EXERCISE GOAL:
The full data, repeated exactly, is the only answer needed.

Collected data entries:
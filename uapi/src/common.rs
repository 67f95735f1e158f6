// SPDX-FileCopyrightText: 2026 The iiomon developers
//
// SPDX-License-Identifier: MIT

use core::ptr::null;
use libc::{c_long, c_void, pollfd, ppoll, sigset_t, time_t, timespec, POLLIN};
use std::fs::File;
use std::io::Error as IoError;
use std::mem::size_of;
use std::os::unix::io::{AsRawFd, IntoRawFd};
use std::time::Duration;

/// Check if the file has an event available to read.
pub fn has_event(f: &File) -> Result<bool> {
    wait_event(f, Duration::ZERO)
}

/// Wait for the file to have an event available to read.
///
/// Returns false if the timeout expires before an event is available.
pub fn wait_event(f: &File, d: Duration) -> Result<bool> {
    let mut pfd = pollfd {
        fd: f.as_raw_fd(),
        events: POLLIN,
        revents: 0,
    };
    let timeout = timespec {
        tv_sec: d.as_secs() as time_t,
        tv_nsec: d.subsec_nanos() as c_long,
    };
    // SAFETY: pfd and timeout outlive the call and the sigmask is null.
    unsafe {
        match ppoll(
            std::ptr::addr_of_mut!(pfd),
            1,
            std::ptr::addr_of!(timeout),
            null() as *const sigset_t,
        ) {
            -1 => Err(Error::from_errno()),
            0 => Ok(false),
            _ => Ok(true),
        }
    }
}

/// Read events from the file into a buffer.
///
/// Blocks until at least one event is available.
///
/// * `f` - The event file returned by [`get_event_fd`].
/// * `buf` - The buffer to read into, sized in u64 words.
///
/// Returns the number of u64 words read.
///
/// [`get_event_fd`]: crate::event::get_event_fd
pub fn read_event(f: &File, buf: &mut [u64]) -> Result<usize> {
    // SAFETY: the read is bounded by the size of buf.
    let n = unsafe {
        libc::read(
            f.as_raw_fd(),
            buf.as_mut_ptr() as *mut c_void,
            buf.len() * size_of::<u64>(),
        )
    };
    if n < 0 {
        return Err(Error::from_errno());
    }
    let n = n as usize;
    if n % size_of::<u64>() != 0 {
        return Err(Error::from(UnderReadError::new(
            "read_event",
            (n / size_of::<u64>() + 1) * size_of::<u64>(),
            n,
        )));
    }
    Ok(n / size_of::<u64>())
}

/// Close the file, reporting any error returned by the kernel.
///
/// Dropping a [`File`] silently discards close errors, which is not acceptable
/// when the caller needs to know if the descriptor was released cleanly.
pub fn close(f: File) -> Result<()> {
    let fd = f.into_raw_fd();
    // SAFETY: fd was owned by f and is not used again.
    match unsafe { libc::close(fd) } {
        0 => Ok(()),
        _ => Err(Error::from_errno()),
    }
}

/// The result returned by [`iio_uapi`] functions.
///
/// [`iio_uapi`]: crate
pub type Result<T> = std::result::Result<T, Error>;

/// Result returned by struct validators.
pub type ValidationResult = std::result::Result<(), ValidationError>;

/// Errors returned by [`iio_uapi`] functions.
///
/// [`iio_uapi`]: crate
#[derive(Debug, thiserror::Error)]
pub enum Error {
    /// An error returned from an underlying system call.
    #[error(transparent)]
    Os(#[from] std::io::Error),

    /// A read returned less than a complete object.
    #[error(transparent)]
    UnderRead(#[from] UnderReadError),

    /// A struct returned by the kernel failed validation.
    #[error(transparent)]
    Validation(#[from] ValidationError),
}

impl Error {
    pub(crate) fn from_errno() -> Error {
        Error::Os(IoError::last_os_error())
    }

    /// The errno returned by the system call, if the error came from one.
    pub fn raw_os_error(&self) -> Option<i32> {
        match self {
            Error::Os(e) => e.raw_os_error(),
            _ => None,
        }
    }
}

/// A failure to validate a struct returned from a system call.
//
// Should only be seen if a kernel update adds an enum value we are unaware of.
#[derive(Debug, thiserror::Error, Eq, PartialEq)]
#[error("Kernel returned invalid {field}: {msg}")]
pub struct ValidationError {
    pub field: String,
    pub msg: String,
}

impl ValidationError {
    pub fn new<S: Into<String>, T: Into<String>>(field: S, msg: T) -> ValidationError {
        ValidationError {
            field: field.into(),
            msg: msg.into(),
        }
    }
}

/// A read returned fewer bytes than required for the object.
#[derive(Debug, thiserror::Error, Eq, PartialEq)]
#[error("Reading {obj} returned {found} bytes, expected {expected}.")]
pub struct UnderReadError {
    /// The object being read.
    pub obj: &'static str,
    /// The number of bytes expected.
    pub expected: usize,
    /// The number of bytes read.
    pub found: usize,
}

impl UnderReadError {
    pub fn new(obj: &'static str, expected: usize, found: usize) -> UnderReadError {
        UnderReadError {
            obj,
            expected,
            found,
        }
    }
}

FINAL ANSWER:
filename uapi/src/common.rs
repository 67f95735f1e158f6
// SPDX-FileCopyrightText: 2026 The iiomon developers
//
// SPDX-License-Identifier: MIT

use core::ptr::null;
use libc::{c_long, c_void, pollfd, ppoll, sigset_t, time_t, timespec, POLLIN};
use std::fs::File;
use std::io::Error as IoError;
use std::mem::size_of;
use std::os::unix::io::{AsRawFd, IntoRawFd};
use std::time::Duration;

/// Check if the file has an event available to read.
pub fn has_event(f: &File) -> Result<bool> {
    wait_event(f, Duration::ZERO)
}

/// Wait for the file to have an event available to read.
///
/// Returns false if the timeout expires before an event is available.
pub fn wait_event(f: &File, d: Duration) -> Result<bool> {
    let mut pfd = pollfd {
        fd: f.as_raw_fd(),
        events: POLLIN,
        revents: 0,
    };
    let timeout = timespec {
        tv_sec: d.as_secs() as time_t,
        tv_nsec: d.subsec_nanos() as c_long,
    };
    // SAFETY: pfd and timeout outlive the call and the sigmask is null.
    unsafe {
        match ppoll(
            std::ptr::addr_of_mut!(pfd),
            1,
            std::ptr::addr_of!(timeout),
            null() as *const sigset_t,
        ) {
            -1 => Err(Error::from_errno()),
            0 => Ok(false),
            _ => Ok(true),
        }
    }
}

/// Read events from the file into a buffer.
///
/// Blocks until at least one event is available.
///
/// * `f` - The event file returned by [`get_event_fd`].
/// * `buf` - The buffer to read into, sized in u64 words.
///
/// Returns the number of u64 words read.
///
/// [`get_event_fd`]: crate::event::get_event_fd
pub fn read_event(f: &File, buf: &mut [u64]) -> Result<usize> {
    // SAFETY: the read is bounded by the size of buf.
    let n = unsafe {
        libc::read(
            f.as_raw_fd(),
            buf.as_mut_ptr() as *mut c_void,
            buf.len() * size_of::<u64>(),
        )
    };
    if n < 0 {
        return Err(Error::from_errno());
    }
    let n = n as usize;
    if n % size_of::<u64>() != 0 {
        return Err(Error::from(UnderReadError::new(
            "read_event",
            (n / size_of::<u64>() + 1) * size_of::<u64>(),
            n,
        )));
    }
    Ok(n / size_of::<u64>())
}

/// Close the file, reporting any error returned by the kernel.
///
/// Dropping a [`File`] silently discards close errors, which is not acceptable
/// when the caller needs to know if the descriptor was released cleanly.
pub fn close(f: File) -> Result<()> {
    let fd = f.into_raw_fd();
    // SAFETY: fd was owned by f and is not used again.
    match unsafe { libc::close(fd) } {
        0 => Ok(()),
        _ => Err(Error::from_errno()),
    }
}

/// The result returned by [`iio_uapi`] functions.
///
/// [`iio_uapi`]: crate
pub type Result<T> = std::result::Result<T, Error>;

/// Result returned by struct validators.
pub type ValidationResult = std::result::Result<(), ValidationError>;

/// Errors returned by [`iio_uapi`] functions.
///
/// [`iio_uapi`]: crate
#[derive(Debug, thiserror::Error)]
pub enum Error {
    /// An error returned from an underlying system call.
    #[error(transparent)]
    Os(#[from] std::io::Error),

    /// A read returned less than a complete object.
    #[error(transparent)]
    UnderRead(#[from] UnderReadError),

    /// A struct returned by the kernel failed validation.
    #[error(transparent)]
    Validation(#[from] ValidationError),
}

impl Error {
    pub(crate) fn from_errno() -> Error {
        Error::Os(IoError::last_os_error())
    }

    /// The errno returned by the system call, if the error came from one.
    pub fn raw_os_error(&self) -> Option<i32> {
        match self {
            Error::Os(e) => e.raw_os_error(),
            _ => None,
        }
    }
}

/// A failure to validate a struct returned from a system call.
//
// Should only be seen if a kernel update adds an enum value we are unaware of.
#[derive(Debug, thiserror::Error, Eq, PartialEq)]
#[error("Kernel returned invalid {field}: {msg}")]
pub struct ValidationError {
    pub field: String,
    pub msg: String,
}

impl ValidationError {
    pub fn new<S: Into<String>, T: Into<String>>(field: S, msg: T) -> ValidationError {
        ValidationError {
            field: field.into(),
            msg: msg.into(),
        }
    }
}

/// A read returned fewer bytes than required for the object.
#[derive(Debug, thiserror::Error, Eq, PartialEq)]
#[error("Reading {obj} returned {found} bytes, expected {expected}.")]
pub struct UnderReadError {
    /// The object being read.
    pub obj: &'static str,
    /// The number of bytes expected.
    pub expected: usize,
    /// The number of bytes read.
    pub found: usize,
}

impl UnderReadError {
    pub fn new(obj: &'static str, expected: usize, found: usize) -> UnderReadError {
        UnderReadError {
            obj,
            expected,
            found,
        }
    }
}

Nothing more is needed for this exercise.